More Reasons to Consider

Troy, who has worked in the business since 2006 says, “Training enables our technicians and our company to out-perform most of our competitors. They just aren’t training at the level we are, and very rarely do we hire techs away from them. We prefer to grow ours from the ground up. We haven’t hired anyone with experience in the past five years.”

This $4.2 million gross sales company sets aside between two and five percent of their revenues for training – including a large investment in their own training center combined with outside training organization affiliations.

The ‘why’ for Wighton’s Heating and Air Conditioning revolves around what President Ric Schorer calls his three foundational pillars for success: Recruitment, Marketing, and Training.

“Assuming your written processes are in place and you have hired the right person,” Schorer says, “I believe that without consistent training, you will fail your employee and they will either quit or execute their responsibilities very poorly.”
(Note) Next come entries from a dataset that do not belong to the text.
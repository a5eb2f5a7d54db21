//! Tests for PNG rendering of layouts including borders and error handling

#[cfg(test)]
mod tests {
    use image::Rgb;
    use std::path::Path;
    use tempfile::TempDir;
    use tilemosaic::color::shading::ColorValue;
    use tilemosaic::io::image::{export_layout_as_png, render_layout};
    use tilemosaic::spatial::layout::{Layout, LeafCollector};
    use tilemosaic::spatial::rectangle::Rectangle;

    const RED: ColorValue = ColorValue::new(200, 0, 0);
    const GREEN: ColorValue = ColorValue::new(0, 200, 0);

    fn split_layout() -> Layout {
        let root = Rectangle::with_size(20.0, 10.0);
        let collector = LeafCollector::new(root);
        let [left, right] = root.split_horizontal(0.5);
        collector.finalize(left, 1, RED);
        collector.finalize(right, 1, GREEN);
        collector.into_layout()
    }

    // Tests tile interiors take the tile colour and halves meet at the split
    // Verified by painting pixels from the wrong tile
    #[test]
    fn test_render_layout_fills_tiles() {
        let img = render_layout(&split_layout(), false).unwrap();

        assert_eq!(img.dimensions(), (20, 10));
        assert_eq!(*img.get_pixel(4, 5), Rgb([200, 0, 0]));
        assert_eq!(*img.get_pixel(15, 5), Rgb([0, 200, 0]));
    }

    // Tests tile edges are darkened slightly for the border
    #[test]
    fn test_render_layout_draws_borders() {
        let img = render_layout(&split_layout(), false).unwrap();

        assert_eq!(*img.get_pixel(0, 0), Rgb([194, 0, 0]));
        assert_eq!(*img.get_pixel(9, 5), Rgb([194, 0, 0]));
        assert_eq!(*img.get_pixel(10, 5), Rgb([0, 194, 0]));
    }

    fn single_tile_layout(width: f64, height: f64) -> Layout {
        let root = Rectangle::with_size(width, height);
        let collector = LeafCollector::new(root);
        collector.finalize(root, 0, ColorValue::new(240, 240, 240));
        collector.into_layout()
    }

    // Tests numbering draws dark glyph pixels near the top-left of the tile only
    // Verified by drawing labels at the image origin instead of the tile origin
    #[test]
    fn test_render_layout_numbers_tiles() {
        let layout = single_tile_layout(200.0, 100.0);
        let plain = render_layout(&layout, false).unwrap();
        let numbered = render_layout(&layout, true).unwrap();

        let changed: Vec<(u32, u32)> = plain
            .enumerate_pixels()
            .filter(|&(x, y, pixel)| numbered.get_pixel(x, y) != pixel)
            .map(|(x, y, _)| (x, y))
            .collect();

        assert!(!changed.is_empty(), "label left no mark");
        assert!(changed.iter().all(|&(x, y)| (5..40).contains(&x) && (5..30).contains(&y)));
        assert!(changed.iter().any(|&(x, y)| numbered.get_pixel(x, y)[0] < 128));
        assert_eq!(numbered.get_pixel(150, 70), plain.get_pixel(150, 70));
    }

    // Tests labels that would overflow a small tile are skipped
    #[test]
    fn test_render_layout_skips_labels_that_do_not_fit() {
        let tiny = single_tile_layout(8.0, 8.0);
        assert_eq!(
            render_layout(&tiny, true).unwrap(),
            render_layout(&tiny, false).unwrap()
        );
    }

    // Tests rendering an empty region is rejected
    #[test]
    fn test_render_layout_empty_root() {
        let layout = LeafCollector::new(Rectangle::with_size(0.0, 10.0)).into_layout();
        assert!(render_layout(&layout, false).is_err());
        assert!(render_layout(&layout, true).is_err());
    }

    // Tests PNG file creation
    // Verified by disabling file save operation
    #[test]
    fn test_export_layout_as_png_creates_file() {
        let temp_dir = TempDir::new().unwrap();
        let output_path = temp_dir.path().join("previews").join("layout.png");

        export_layout_as_png(&split_layout(), &output_path, true).unwrap();

        assert!(Path::new(&output_path).exists());
        let reloaded = image::open(&output_path).unwrap().to_rgb8();
        assert_eq!(reloaded.dimensions(), (20, 10));
    }
}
Schorer, whose San Luis Obispo, CA-based company invests a minimum of 150 hours of training per employee, puts together a 12-month calendar and posts it in their training lab. He says their technicians know exactly what is expected of them and they are engaged in enhancing their careers and serving their customers best.

Training Payoffs

At Masterworks Mechanical, owner and president Vic Updike agrees. He says “Our team has an untrainable dedication to Masterworks’ image and our customers’ well-being. It comes from the culture, the family approach to management, and empowerment. And others see this and find it attractive as a place for them to work too.”

The Craig, Colorado-based residential and commercial contracting firm employs 27 co-workers and makes an investment of up to two percent of their annual gross budget on training.
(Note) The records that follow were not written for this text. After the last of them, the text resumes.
//! JSON export of finished layouts

use crate::io::error::{MosaicError, Result, WithPath};
use crate::spatial::layout::Layout;
use std::path::Path;

/// Serialize the tiles of `layout` as a pretty-printed JSON array
///
/// # Errors
///
/// Returns an error if serialization fails
pub fn layout_to_json(layout: &Layout, origin: &Path) -> Result<String> {
    serde_json::to_string_pretty(layout.leaves()).map_err(|source| MosaicError::Serialization {
        path: origin.to_path_buf(),
        source,
    })
}

/// Write the tiles of `layout` to `output_path` as a JSON array
///
/// # Errors
///
/// Returns an error if:
/// - Serialization fails
/// - The parent directory cannot be created
/// - The file cannot be written
pub fn export_layout_as_json(layout: &Layout, output_path: &Path) -> Result<()> {
    let json = layout_to_json(layout, output_path)?;

    if let Some(parent) = output_path.parent() {
        std::fs::create_dir_all(parent).with_path(parent, "create directory")?;
    }

    std::fs::write(output_path, json).with_path(output_path, "write layout")?;
    log::info!(
        "Wrote {} tiles to {}",
        layout.len(),
        output_path.display()
    );
    Ok(())
}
“We measure everything,” he explains, “Before and after every job. Our technicians do airflow and combustion tests which provide us the numbers we need to prove our solution worked. No one else in our area does that. We can offer products and services nobody can compete with and we can name our price.”

The winners here really are everyone: the customers get comfort, energy efficiency, health, and safety issues resolved; distributors see fewer callbacks and warranty issues, and the contractor grows profits and markets as a result.
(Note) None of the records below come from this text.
//! Tests for uniform palette draws with base, darker and lighter variants

#[cfg(test)]
mod tests {
    use rand::SeedableRng;
    use rand::rngs::StdRng;
    use std::collections::HashSet;
    use tilemosaic::MosaicError;
    use tilemosaic::color::generator::ColorGenerator;
    use tilemosaic::color::palette::{NamedColor, Palette};
    use tilemosaic::color::shading::ColorValue;

    fn single_entry_palette(rgb: u32) -> Palette {
        Palette::new(vec![NamedColor::new("Only", rgb)])
            .unwrap_or_else(|e| unreachable!("non-empty palette rejected: {e}"))
    }

    // Tests a single-entry palette yields exactly its three variants
    // Verified by dropping the lighter variant
    #[test]
    fn test_next_color_produces_three_variants() {
        let colors = ColorGenerator::new(single_entry_palette(0x808080));
        let mut rng = StdRng::seed_from_u64(11);

        let seen: HashSet<ColorValue> = (0..300).map(|_| colors.next_color(&mut rng)).collect();
        let expected: HashSet<ColorValue> = [0x808080, 0x666666, 0x9A9A9A]
            .into_iter()
            .map(ColorValue::from_u32)
            .collect();
        assert_eq!(seen, expected);
    }

    // Tests every drawn colour is a shade of some palette entry
    #[test]
    fn test_next_color_stays_within_palette_shades() {
        let colors = ColorGenerator::default();
        let allowed: HashSet<ColorValue> = colors
            .palette()
            .entries()
            .iter()
            .flat_map(|entry| entry.color.variations(colors.shade_percent()))
            .collect();

        let mut rng = StdRng::seed_from_u64(5);
        for _ in 0..1000 {
            assert!(allowed.contains(&colors.next_color(&mut rng)));
        }
    }

    // Tests draws are repeatable under the same seed
    #[test]
    fn test_next_color_deterministic_for_seed() {
        let colors = ColorGenerator::default();
        let draw = |seed| {
            let mut rng = StdRng::seed_from_u64(seed);
            (0..50)
                .map(|_| colors.next_color(&mut rng))
                .collect::<Vec<_>>()
        };
        assert_eq!(draw(99), draw(99));
    }

    // Tests shade percent validation bounds
    #[test]
    fn test_with_shade_percent() {
        let colors = ColorGenerator::default().with_shade_percent(25);
        assert_eq!(colors.map(|c| c.shade_percent()).ok(), Some(25));

        let too_far = ColorGenerator::default().with_shade_percent(101);
        assert!(matches!(
            too_far,
            Err(MosaicError::InvalidParameter {
                parameter: "shade_percent",
                ..
            })
        ));
    }

    // Tests zero shading collapses the variants onto the base colour
    #[test]
    fn test_zero_shade_returns_base() {
        let colors = ColorGenerator::new(single_entry_palette(0xC1BEA4))
            .with_shade_percent(0)
            .unwrap_or_else(|e| unreachable!("zero shading rejected: {e}"));
        let mut rng = StdRng::seed_from_u64(1);
        for _ in 0..20 {
            assert_eq!(colors.next_color(&mut rng), ColorValue::from_u32(0xC1BEA4));
        }
    }
}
“Our training investment is immediately translated into the field, enhancing our technicians’ skills and performance as well as benefitting our customers,” says Bobby Bevill of Davis Services. “It helps our people feel confident in what they’re doing.”

#HVAC technician training includes how to use the right tools and instruments in the field.
Training includes how to use the right tools and instruments in the field.

In fact, he says that Air Upgrades are now a large part of everything they do. “We quote them on every single job,” Bevill says.

The direct result: growth. And that means they need to always look for more people.

Another direct benefit is that by training, especially in High-Performance Contracting, contractors can and do smooth out the hills and valleys of weather and season that can impact an HVAC company.

In fact, Bevill mentions that in the past, during “slow years,” if it weren’t for their training regimen, they wouldn’t have been able to keep their people busy and would have had to lay them off or worse.

What Type of Training is Best?

To really provide meaningful training in this area requires more than just a classroom setting – it requires a lot of hands-on experience as well. This is what Ric Schorer says is key to success.

For Wighton’s Refrigeration, it also means the tech needs to be open to learning new things and relearning things they think they know.

He says the key to his company’s program is to ensure their field team is proficient in the use of tools to measure, read wiring diagrams, then interpret this information on functioning equipment (in the presence of your peers). They conduct this type of training weekly.

Masterworks also conducts weekly, in-house training to go over all aspects of the products and services they offer.

“But we make an investment in professional training such as that provided by the National Comfort Institute (NCI),” Vic Updike says.

Both Bobby Bevill and Troy Jansen are big believers in bringing outside experts into their companies as well.